A “midscale” hotel brand may have once brought to mind conventional design, amenities, and food and beverage. But Mercure Hotels is making moves to show that midscale hotels can provide the unparalleled uniqueness of a local experience and become a portal to the destination.
Mercure Hotels — which is operated under the Accor Group — is working to change the idea of what a midscale brand can be. The brand is undergoing a refresh to provide a differentiated experience among the midscale hospitality segment by focusing on local and sustainable experiences and discoveries. SkiftX spoke to Martine Gorce Momboisse, senior vice president, global marketing, economy, and midscale brands at Accor Group, to learn more.
SkiftX: What are some specific challenges that midscale brands such as Mercure Hotels face today? What opportunities do these challenges bring?
Martine Gorce Momboisse: The main challenge that midscale hotel brands face is that they run the risk of being “stuck in the middle.” This doesn’t just pertain to the hospitality industry either — it’s also true for retail, beauty, automobiles, etc. To overcome this challenge, you must differentiate your brand and think about how it can bring value to the customers beyond money-saving qualities. Above all, there needs to be a unique and compelling experience provided to the customer.

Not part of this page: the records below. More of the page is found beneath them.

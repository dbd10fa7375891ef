//! Placeholder expansion and feed line formatting.
//!
//! Message templates may contain `%player_name%` and `%server_name%`;
//! feed entry formats additionally use `%time%`, `%player%`, and `%action%`.
//! Replacement is plain textual substitution, once per occurrence.

use crate::feed::FeedEvent;
use chrono::format::{Item, StrftimeItems};

/// Expand the actor/server placeholders in a message template.
pub fn expand(template: &str, actor_name: &str, server_name: &str) -> String {
    template
        .replace("%player_name%", actor_name)
        .replace("%server_name%", server_name)
}

/// Render one feed entry according to the configured entry format.
pub fn feed_line(entry_format: &str, event: &FeedEvent, time_format: &str) -> String {
    let time = event.at.format(time_format).to_string();
    entry_format
        .replace("%time%", &time)
        .replace("%player%", &event.actor_name)
        .replace("%action%", &event.label)
}

/// Whether `pattern` is a usable strftime pattern.
pub fn time_format_is_valid(pattern: &str) -> bool {
    StrftimeItems::new(pattern).all(|item| !matches!(item, Item::Error))
}
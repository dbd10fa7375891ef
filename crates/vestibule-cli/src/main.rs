mod cmd;
mod output;

use clap::{Parser, Subcommand};
use std::path::PathBuf;
use tracing_subscriber::EnvFilter;

#[derive(Parser)]
#[command(
    name = "vestibule",
    about = "Welcome layer toolkit — validate config, inspect the menu layout, simulate a lobby",
    version,
    propagate_version = true
)]
struct Cli {
    /// Config file (omit to use built-in defaults)
    #[arg(long, global = true, env = "VESTIBULE_CONFIG")]
    config: Option<PathBuf>,

    /// Output as JSON
    #[arg(long, global = true, short = 'j')]
    json: bool,

    #[command(subcommand)]
    command: Commands,
}

#[derive(Subcommand)]
enum Commands {
    /// Validate the configuration and report every correction it would need
    Check,

    /// Render the effective menu grid
    Layout,

    /// Run a scripted arrival/menu/click session against stub collaborators
    Simulate {
        /// Logical ticks to run after the scripted events
        #[arg(long, default_value_t = 60)]
        ticks: u64,

        /// Number of arriving actors
        #[arg(long, default_value_t = 2)]
        actors: usize,
    },
}

fn main() -> anyhow::Result<()> {
    tracing_subscriber::fmt()
        .with_env_filter(EnvFilter::try_from_default_env().unwrap_or_else(|_| EnvFilter::new("info")))
        .with_target(false)
        .init();

    let cli = Cli::parse();
    match cli.command {
        Commands::Check => cmd::check::run(cli.config.as_deref(), cli.json),
        Commands::Layout => cmd::layout::run(cli.config.as_deref(), cli.json),
        Commands::Simulate { ticks, actors } => {
            cmd::simulate::run(cli.config.as_deref(), ticks, actors)
        }
    }
}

At Mercure, we have a very large network consisting of more than 800 hotels that are non-standardized. However, we want to transform that obstacle of non-standardization into an opportunity by having each property showcase local inspiration that truly immerses travelers in the area around them.
SkiftX: What’s the reasoning behind putting a major focus on local food, beverage, and craftsmanship?
Gorce Momboisse: We decided to focus on local experiences and offerings because it transforms a challenge of ours — our non-standardization — into a strength. It’s also totally relevant for customers today, who are looking for some form of authenticity and enrichment in travel. They want to experience, purchase, or eat something unique that they can remember and take home with them.
SkiftX: How will these three elements will be incorporated in the guest experience?
Gorce Momboisse: We’re developing a very ambitious program called “Discover Local.” The first element will include the highlight of local products across the customer journey. Think about local delicacies at breakfast, local dishes, and beverages on the menus, or a local welcome gift. The second part aims to showcase cultural events integrating partnerships with local vendors, such as food and wine tastings, fashion shows, and parties taking place inside Mercure Hotels. Many Mercure properties have been doing this for years, and we’re developing a visual identity and formal toolkit for the program to provide the properties with consistency and help them engage partners on a local level.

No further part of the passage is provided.